--- Task objective ---
Give the total number of lines in the data below that include "const", and nothing else.

--- Saved entries ---
▬▬▬▬▬▬▬▬▬▬
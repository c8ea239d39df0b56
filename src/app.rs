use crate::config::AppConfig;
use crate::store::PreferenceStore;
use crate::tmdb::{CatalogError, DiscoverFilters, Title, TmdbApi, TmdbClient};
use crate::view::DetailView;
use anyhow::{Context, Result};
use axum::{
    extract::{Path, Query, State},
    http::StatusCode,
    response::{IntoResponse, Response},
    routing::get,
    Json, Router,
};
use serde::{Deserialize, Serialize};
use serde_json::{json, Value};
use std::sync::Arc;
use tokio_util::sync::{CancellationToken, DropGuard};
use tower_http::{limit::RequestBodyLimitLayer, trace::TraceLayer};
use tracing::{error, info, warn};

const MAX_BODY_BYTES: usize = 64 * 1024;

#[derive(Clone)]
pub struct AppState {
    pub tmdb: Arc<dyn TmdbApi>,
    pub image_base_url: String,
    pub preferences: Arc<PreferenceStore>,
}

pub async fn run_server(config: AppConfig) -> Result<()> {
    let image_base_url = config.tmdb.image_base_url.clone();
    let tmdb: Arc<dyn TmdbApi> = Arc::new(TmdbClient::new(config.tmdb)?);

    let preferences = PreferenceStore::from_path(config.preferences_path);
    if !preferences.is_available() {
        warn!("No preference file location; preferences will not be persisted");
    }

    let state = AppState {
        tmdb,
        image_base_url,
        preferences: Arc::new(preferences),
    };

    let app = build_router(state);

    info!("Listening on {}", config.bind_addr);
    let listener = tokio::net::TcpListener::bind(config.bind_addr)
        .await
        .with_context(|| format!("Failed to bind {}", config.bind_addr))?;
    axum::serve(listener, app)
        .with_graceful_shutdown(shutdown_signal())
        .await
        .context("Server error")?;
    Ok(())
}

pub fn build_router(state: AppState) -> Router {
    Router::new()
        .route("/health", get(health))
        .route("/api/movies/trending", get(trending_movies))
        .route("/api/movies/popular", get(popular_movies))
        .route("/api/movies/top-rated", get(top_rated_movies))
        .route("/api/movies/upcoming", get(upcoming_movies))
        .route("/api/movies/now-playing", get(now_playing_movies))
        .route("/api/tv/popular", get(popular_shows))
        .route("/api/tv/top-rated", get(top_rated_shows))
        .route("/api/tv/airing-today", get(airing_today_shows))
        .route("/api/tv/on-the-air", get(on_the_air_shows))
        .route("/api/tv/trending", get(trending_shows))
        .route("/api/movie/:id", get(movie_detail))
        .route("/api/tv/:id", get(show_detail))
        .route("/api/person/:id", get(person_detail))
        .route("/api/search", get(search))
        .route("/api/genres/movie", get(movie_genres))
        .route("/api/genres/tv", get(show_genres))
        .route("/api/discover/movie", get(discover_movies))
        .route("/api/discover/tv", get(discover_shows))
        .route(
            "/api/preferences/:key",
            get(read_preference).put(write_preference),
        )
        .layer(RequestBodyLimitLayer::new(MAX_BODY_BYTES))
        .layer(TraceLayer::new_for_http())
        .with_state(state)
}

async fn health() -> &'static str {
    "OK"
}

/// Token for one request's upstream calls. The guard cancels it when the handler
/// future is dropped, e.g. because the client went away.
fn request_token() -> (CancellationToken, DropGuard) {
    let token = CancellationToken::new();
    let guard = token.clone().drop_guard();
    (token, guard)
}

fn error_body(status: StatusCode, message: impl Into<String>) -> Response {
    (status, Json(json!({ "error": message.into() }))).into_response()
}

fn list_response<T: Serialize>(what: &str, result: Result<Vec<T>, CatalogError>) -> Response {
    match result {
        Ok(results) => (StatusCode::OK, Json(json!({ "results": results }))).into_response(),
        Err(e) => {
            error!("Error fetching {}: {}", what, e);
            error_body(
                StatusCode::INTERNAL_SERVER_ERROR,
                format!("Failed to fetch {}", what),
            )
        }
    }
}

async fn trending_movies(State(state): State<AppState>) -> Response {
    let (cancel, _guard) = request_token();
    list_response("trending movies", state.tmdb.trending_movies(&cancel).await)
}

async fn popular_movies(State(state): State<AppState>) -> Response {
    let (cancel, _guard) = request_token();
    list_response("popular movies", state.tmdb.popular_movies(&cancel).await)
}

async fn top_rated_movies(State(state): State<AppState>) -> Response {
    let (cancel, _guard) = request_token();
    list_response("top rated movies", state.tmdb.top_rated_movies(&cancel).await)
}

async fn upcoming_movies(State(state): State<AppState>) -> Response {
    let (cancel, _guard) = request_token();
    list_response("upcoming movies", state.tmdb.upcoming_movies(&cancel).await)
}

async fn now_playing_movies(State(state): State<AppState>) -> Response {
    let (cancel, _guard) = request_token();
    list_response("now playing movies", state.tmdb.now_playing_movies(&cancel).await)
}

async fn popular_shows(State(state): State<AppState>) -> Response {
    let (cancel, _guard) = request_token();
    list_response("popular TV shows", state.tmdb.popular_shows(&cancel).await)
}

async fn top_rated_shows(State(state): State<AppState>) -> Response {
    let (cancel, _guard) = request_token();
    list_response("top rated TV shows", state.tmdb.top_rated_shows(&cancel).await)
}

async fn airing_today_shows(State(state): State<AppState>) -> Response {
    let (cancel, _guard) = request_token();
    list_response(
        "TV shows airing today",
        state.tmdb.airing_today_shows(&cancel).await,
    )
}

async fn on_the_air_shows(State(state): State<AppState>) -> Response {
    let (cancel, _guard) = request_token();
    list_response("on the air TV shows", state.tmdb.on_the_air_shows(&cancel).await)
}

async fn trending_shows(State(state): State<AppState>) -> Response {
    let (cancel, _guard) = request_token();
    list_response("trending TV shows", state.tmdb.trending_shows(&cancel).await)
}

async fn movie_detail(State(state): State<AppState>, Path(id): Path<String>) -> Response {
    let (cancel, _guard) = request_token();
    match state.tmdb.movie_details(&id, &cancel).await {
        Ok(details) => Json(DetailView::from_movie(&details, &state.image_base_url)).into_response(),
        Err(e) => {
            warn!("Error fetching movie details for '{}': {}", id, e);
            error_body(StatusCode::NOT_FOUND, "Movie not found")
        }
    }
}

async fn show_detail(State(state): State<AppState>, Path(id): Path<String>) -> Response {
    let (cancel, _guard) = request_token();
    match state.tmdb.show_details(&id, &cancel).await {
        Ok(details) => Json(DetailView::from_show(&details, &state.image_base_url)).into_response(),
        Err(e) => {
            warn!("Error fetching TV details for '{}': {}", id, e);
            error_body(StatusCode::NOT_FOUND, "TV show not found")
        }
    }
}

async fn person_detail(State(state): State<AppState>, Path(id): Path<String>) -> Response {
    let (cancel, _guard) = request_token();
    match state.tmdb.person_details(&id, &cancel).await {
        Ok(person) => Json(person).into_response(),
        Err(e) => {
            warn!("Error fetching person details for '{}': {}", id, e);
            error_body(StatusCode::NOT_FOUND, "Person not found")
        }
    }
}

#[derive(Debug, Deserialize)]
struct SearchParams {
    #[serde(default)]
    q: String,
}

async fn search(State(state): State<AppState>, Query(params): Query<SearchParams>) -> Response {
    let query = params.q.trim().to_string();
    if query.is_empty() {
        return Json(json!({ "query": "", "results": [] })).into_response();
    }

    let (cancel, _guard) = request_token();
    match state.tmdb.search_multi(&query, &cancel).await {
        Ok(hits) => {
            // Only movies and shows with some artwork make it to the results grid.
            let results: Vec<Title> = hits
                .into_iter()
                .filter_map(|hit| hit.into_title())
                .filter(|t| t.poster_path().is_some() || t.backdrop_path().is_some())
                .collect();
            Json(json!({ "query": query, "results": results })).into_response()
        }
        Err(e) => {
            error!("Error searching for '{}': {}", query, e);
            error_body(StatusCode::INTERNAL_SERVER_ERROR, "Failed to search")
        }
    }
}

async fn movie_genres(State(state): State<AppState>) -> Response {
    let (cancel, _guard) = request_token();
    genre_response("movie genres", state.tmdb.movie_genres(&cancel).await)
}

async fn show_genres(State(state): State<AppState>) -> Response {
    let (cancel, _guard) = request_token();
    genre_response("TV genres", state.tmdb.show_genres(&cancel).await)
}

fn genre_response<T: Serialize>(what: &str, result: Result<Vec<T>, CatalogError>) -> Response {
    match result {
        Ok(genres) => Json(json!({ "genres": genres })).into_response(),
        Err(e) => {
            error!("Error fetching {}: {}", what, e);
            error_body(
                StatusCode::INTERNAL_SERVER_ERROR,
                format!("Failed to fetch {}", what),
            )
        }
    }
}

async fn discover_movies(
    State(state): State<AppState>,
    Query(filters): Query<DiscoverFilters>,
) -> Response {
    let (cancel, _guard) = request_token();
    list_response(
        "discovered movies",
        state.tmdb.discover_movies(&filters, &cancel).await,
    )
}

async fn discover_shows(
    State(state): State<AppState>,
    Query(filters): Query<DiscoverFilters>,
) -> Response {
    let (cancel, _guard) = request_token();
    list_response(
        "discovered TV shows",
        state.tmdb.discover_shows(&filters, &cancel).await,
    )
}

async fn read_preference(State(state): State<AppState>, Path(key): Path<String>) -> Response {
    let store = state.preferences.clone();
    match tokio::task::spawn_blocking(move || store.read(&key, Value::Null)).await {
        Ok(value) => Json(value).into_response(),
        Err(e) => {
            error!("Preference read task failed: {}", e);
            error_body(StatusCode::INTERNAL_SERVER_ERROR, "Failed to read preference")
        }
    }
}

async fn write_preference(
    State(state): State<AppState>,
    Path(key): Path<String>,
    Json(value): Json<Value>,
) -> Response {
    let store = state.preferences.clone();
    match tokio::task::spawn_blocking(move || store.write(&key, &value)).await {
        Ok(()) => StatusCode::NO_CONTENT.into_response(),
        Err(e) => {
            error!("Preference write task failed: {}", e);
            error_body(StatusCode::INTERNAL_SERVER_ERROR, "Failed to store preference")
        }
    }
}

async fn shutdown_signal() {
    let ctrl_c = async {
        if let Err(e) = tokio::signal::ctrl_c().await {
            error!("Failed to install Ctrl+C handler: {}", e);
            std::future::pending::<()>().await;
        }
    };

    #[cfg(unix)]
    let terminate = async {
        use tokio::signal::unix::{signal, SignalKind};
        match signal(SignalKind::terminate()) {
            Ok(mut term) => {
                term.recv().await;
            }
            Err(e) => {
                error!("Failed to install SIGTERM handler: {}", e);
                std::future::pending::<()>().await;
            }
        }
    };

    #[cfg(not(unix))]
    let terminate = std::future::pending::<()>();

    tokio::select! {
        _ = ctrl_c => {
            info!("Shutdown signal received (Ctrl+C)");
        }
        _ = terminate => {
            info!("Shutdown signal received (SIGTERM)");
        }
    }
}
▬▬▬▬▬▬▬▬▬▬
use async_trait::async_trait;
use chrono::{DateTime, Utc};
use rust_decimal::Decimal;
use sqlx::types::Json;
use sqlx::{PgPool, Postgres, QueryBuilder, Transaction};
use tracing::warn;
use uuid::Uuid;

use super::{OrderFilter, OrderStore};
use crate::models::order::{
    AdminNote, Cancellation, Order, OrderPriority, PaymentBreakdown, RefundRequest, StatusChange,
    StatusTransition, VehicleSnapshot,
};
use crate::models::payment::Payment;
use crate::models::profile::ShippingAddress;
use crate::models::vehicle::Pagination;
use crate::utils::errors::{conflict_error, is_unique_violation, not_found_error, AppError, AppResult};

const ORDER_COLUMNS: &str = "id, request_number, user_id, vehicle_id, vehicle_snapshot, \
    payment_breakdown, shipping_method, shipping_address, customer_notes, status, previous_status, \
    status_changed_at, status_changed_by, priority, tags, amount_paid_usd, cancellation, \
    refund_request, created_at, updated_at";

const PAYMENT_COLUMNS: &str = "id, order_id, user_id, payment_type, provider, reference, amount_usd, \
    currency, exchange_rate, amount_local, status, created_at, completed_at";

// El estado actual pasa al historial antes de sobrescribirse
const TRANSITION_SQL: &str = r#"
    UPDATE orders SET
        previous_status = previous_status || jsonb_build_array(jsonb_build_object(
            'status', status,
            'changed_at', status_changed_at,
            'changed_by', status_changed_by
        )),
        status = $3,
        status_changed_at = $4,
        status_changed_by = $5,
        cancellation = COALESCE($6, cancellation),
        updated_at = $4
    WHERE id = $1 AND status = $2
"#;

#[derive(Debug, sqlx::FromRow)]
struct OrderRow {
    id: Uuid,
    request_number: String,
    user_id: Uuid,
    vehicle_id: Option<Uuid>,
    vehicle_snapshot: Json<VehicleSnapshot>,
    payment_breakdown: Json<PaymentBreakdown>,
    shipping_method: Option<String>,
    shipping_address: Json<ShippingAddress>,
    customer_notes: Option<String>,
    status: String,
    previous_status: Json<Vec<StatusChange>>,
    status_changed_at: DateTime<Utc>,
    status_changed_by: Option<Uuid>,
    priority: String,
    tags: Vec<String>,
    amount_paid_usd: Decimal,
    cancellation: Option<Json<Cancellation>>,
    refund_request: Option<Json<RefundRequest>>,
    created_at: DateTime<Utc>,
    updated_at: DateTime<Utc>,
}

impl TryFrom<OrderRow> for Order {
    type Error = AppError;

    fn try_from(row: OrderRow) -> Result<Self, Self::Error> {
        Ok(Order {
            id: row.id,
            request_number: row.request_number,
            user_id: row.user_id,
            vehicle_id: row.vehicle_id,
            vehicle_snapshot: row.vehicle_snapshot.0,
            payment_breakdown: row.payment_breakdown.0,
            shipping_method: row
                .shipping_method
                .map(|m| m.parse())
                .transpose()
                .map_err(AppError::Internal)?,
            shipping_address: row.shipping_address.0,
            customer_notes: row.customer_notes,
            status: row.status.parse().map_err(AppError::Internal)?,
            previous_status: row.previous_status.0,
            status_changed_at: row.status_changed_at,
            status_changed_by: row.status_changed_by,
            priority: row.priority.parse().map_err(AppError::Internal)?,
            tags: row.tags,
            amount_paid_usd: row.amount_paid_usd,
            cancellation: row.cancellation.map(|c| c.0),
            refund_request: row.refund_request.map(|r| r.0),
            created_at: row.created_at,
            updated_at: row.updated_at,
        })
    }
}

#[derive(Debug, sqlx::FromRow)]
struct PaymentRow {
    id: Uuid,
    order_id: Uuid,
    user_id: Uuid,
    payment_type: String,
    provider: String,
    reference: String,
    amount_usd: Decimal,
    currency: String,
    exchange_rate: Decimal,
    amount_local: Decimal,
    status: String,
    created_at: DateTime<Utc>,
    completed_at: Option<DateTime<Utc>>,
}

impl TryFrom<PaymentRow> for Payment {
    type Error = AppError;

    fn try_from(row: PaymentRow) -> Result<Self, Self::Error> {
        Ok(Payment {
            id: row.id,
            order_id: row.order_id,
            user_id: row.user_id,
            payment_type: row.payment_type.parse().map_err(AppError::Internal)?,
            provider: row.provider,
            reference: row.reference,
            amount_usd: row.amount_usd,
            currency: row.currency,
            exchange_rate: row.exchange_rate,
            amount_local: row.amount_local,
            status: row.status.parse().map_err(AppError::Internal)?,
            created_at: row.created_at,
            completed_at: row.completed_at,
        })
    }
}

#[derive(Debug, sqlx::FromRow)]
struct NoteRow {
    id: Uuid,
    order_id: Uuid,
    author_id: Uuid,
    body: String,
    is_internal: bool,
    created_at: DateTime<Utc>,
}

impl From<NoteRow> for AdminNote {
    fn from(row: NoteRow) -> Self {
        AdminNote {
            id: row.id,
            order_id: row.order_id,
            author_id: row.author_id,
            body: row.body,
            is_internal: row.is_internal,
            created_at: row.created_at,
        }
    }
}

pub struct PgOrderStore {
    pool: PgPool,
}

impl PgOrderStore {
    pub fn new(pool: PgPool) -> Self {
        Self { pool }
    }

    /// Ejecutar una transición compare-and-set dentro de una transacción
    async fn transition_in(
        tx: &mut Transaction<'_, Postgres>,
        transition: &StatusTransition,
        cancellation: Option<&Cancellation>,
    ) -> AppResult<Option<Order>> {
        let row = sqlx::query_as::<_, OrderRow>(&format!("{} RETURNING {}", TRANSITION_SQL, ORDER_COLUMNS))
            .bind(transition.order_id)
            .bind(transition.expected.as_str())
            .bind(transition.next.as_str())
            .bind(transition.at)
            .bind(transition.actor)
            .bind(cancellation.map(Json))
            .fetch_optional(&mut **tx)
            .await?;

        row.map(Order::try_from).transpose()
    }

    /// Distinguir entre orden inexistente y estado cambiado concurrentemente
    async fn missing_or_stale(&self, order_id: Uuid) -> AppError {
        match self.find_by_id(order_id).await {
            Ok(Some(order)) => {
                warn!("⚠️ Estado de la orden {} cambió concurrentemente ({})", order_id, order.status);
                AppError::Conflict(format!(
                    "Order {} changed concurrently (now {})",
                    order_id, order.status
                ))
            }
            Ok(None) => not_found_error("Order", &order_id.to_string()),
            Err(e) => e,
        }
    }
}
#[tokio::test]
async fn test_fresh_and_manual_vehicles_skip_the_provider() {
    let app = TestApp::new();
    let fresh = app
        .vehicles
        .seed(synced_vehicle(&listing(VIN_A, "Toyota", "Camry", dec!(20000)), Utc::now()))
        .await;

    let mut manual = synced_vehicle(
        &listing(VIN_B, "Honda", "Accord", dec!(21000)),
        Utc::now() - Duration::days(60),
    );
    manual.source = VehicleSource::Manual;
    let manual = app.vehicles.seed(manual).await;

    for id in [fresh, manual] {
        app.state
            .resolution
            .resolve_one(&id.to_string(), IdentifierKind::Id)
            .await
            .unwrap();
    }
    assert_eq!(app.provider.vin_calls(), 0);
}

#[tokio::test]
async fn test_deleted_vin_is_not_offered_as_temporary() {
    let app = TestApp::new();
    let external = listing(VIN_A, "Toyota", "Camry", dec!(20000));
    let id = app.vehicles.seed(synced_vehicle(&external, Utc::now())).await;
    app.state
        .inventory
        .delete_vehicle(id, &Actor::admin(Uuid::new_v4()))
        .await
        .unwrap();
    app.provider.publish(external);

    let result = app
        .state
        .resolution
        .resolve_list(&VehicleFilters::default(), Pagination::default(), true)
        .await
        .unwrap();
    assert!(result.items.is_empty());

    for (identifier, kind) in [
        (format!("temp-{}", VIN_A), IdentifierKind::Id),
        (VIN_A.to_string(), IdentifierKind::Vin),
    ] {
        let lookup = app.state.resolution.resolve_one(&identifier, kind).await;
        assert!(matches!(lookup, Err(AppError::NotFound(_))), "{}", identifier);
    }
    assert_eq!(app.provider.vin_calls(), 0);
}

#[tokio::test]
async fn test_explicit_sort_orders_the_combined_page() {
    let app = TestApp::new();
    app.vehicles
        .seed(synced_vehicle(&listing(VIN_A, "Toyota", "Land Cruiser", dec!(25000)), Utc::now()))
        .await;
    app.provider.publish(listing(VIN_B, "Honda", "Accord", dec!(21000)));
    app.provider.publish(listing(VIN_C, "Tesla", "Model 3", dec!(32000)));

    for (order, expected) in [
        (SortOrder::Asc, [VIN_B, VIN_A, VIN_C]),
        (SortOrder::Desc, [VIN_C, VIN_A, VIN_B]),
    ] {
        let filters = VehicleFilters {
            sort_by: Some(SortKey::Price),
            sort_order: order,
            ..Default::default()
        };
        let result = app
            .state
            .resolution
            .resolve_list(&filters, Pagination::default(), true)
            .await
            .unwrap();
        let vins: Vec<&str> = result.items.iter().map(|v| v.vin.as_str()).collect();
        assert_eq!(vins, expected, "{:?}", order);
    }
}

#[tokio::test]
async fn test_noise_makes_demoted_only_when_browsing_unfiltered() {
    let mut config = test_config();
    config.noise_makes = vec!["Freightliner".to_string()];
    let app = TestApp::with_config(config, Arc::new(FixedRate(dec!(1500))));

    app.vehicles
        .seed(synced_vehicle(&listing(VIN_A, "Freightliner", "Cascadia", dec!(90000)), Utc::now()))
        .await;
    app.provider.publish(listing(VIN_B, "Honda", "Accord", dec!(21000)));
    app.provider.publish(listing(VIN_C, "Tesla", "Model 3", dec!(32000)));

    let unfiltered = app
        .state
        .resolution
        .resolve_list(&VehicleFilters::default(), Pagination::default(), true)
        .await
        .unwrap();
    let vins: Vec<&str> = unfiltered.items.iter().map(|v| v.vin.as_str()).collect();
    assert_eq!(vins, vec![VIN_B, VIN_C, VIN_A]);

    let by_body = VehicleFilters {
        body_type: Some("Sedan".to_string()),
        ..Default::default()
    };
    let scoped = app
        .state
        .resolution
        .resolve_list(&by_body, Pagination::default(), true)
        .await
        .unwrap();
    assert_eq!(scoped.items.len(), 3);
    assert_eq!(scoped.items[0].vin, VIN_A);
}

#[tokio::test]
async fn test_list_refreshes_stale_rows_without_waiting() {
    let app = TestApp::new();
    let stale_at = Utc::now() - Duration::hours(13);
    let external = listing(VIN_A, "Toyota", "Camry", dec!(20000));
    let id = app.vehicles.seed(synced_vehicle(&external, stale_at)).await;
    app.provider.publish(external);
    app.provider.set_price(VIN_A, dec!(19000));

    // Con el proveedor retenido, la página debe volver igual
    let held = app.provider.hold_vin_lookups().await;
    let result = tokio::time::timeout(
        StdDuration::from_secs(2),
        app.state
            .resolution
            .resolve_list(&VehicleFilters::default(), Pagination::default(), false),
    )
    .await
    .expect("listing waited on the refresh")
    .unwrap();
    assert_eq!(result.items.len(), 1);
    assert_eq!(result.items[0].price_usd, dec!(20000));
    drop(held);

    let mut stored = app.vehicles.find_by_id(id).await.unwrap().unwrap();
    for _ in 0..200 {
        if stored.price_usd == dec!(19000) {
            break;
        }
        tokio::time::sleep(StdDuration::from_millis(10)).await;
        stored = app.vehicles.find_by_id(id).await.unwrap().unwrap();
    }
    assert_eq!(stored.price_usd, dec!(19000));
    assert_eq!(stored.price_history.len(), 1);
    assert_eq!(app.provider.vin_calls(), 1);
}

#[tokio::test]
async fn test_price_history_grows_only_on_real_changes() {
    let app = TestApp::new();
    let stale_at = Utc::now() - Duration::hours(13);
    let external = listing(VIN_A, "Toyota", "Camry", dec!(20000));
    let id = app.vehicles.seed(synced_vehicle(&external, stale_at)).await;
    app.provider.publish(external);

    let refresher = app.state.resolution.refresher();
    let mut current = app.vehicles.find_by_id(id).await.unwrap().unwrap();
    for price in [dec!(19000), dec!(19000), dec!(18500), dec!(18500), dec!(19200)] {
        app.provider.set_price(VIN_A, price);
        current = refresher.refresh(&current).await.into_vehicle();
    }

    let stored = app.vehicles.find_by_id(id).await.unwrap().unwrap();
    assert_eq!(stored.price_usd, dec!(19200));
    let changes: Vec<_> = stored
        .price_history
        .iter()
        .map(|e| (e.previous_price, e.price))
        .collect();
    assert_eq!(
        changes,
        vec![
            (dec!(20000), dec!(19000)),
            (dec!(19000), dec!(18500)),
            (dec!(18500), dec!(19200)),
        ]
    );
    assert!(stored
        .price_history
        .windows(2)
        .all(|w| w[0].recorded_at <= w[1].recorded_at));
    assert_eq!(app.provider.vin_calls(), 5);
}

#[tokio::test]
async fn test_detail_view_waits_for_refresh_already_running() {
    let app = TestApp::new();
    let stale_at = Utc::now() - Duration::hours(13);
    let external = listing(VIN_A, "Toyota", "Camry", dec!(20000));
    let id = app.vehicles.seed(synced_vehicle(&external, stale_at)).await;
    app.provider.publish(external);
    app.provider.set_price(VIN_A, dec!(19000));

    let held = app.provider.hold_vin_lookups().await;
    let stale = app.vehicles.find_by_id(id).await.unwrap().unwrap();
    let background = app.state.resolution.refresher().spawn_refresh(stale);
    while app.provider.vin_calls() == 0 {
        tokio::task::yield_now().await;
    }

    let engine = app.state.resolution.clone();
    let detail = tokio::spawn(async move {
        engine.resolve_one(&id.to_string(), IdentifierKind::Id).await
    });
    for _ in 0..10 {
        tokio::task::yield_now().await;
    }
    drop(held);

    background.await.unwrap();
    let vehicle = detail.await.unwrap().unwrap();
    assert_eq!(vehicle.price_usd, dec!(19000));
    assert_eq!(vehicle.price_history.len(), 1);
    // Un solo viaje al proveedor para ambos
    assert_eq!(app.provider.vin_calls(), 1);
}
▬▬▬▬▬▬▬▬▬▬
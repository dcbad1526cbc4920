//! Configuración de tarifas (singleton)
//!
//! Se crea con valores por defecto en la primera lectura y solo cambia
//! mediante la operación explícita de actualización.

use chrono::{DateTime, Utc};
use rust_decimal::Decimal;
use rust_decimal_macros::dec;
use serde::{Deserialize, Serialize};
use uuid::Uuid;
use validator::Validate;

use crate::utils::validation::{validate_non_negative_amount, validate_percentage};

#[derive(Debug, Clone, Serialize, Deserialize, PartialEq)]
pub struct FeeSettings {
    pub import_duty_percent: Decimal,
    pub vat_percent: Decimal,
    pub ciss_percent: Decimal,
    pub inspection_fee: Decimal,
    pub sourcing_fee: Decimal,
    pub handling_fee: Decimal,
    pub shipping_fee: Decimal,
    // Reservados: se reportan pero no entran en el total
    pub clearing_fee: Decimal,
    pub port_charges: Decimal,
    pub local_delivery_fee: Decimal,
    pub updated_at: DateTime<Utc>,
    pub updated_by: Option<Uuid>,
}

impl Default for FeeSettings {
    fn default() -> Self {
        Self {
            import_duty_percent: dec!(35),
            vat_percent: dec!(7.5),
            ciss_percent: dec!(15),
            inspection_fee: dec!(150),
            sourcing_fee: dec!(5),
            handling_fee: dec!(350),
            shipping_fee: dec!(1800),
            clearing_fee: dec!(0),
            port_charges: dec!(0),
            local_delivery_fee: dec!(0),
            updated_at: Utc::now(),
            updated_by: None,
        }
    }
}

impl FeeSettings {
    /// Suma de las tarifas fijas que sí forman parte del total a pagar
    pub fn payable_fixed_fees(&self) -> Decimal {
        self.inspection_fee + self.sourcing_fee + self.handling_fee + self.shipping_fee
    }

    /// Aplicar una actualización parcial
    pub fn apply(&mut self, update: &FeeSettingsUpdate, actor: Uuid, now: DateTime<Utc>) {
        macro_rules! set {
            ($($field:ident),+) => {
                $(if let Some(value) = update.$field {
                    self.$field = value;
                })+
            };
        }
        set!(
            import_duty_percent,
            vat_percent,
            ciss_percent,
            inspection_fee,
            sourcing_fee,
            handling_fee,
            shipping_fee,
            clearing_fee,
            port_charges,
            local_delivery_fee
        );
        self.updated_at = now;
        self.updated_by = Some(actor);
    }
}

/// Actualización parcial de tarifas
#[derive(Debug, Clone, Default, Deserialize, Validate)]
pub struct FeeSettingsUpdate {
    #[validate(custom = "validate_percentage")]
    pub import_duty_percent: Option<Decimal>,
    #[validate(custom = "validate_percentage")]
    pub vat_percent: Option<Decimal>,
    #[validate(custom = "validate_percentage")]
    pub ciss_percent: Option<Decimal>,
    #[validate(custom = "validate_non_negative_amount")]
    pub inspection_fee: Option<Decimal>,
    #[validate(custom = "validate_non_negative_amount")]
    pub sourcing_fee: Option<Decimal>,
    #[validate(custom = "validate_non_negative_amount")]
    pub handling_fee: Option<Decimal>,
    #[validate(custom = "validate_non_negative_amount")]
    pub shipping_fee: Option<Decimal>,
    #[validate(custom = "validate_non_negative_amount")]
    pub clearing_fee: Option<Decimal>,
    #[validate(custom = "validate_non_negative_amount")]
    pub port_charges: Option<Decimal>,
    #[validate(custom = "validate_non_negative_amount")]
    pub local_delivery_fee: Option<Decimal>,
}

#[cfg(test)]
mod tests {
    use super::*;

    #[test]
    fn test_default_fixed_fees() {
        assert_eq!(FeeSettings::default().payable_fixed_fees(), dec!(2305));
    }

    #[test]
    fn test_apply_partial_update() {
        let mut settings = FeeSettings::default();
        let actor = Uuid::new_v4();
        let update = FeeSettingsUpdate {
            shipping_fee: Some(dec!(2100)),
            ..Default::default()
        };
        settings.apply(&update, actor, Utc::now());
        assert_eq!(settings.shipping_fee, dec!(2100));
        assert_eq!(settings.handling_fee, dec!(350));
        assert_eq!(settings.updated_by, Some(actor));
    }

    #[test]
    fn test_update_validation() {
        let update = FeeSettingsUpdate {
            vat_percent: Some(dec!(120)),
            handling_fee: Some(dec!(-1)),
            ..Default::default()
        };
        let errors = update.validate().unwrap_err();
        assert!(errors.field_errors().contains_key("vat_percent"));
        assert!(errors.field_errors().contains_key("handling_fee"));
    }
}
▬▬▬▬▬▬▬▬▬▬
--- Result for this task ---
4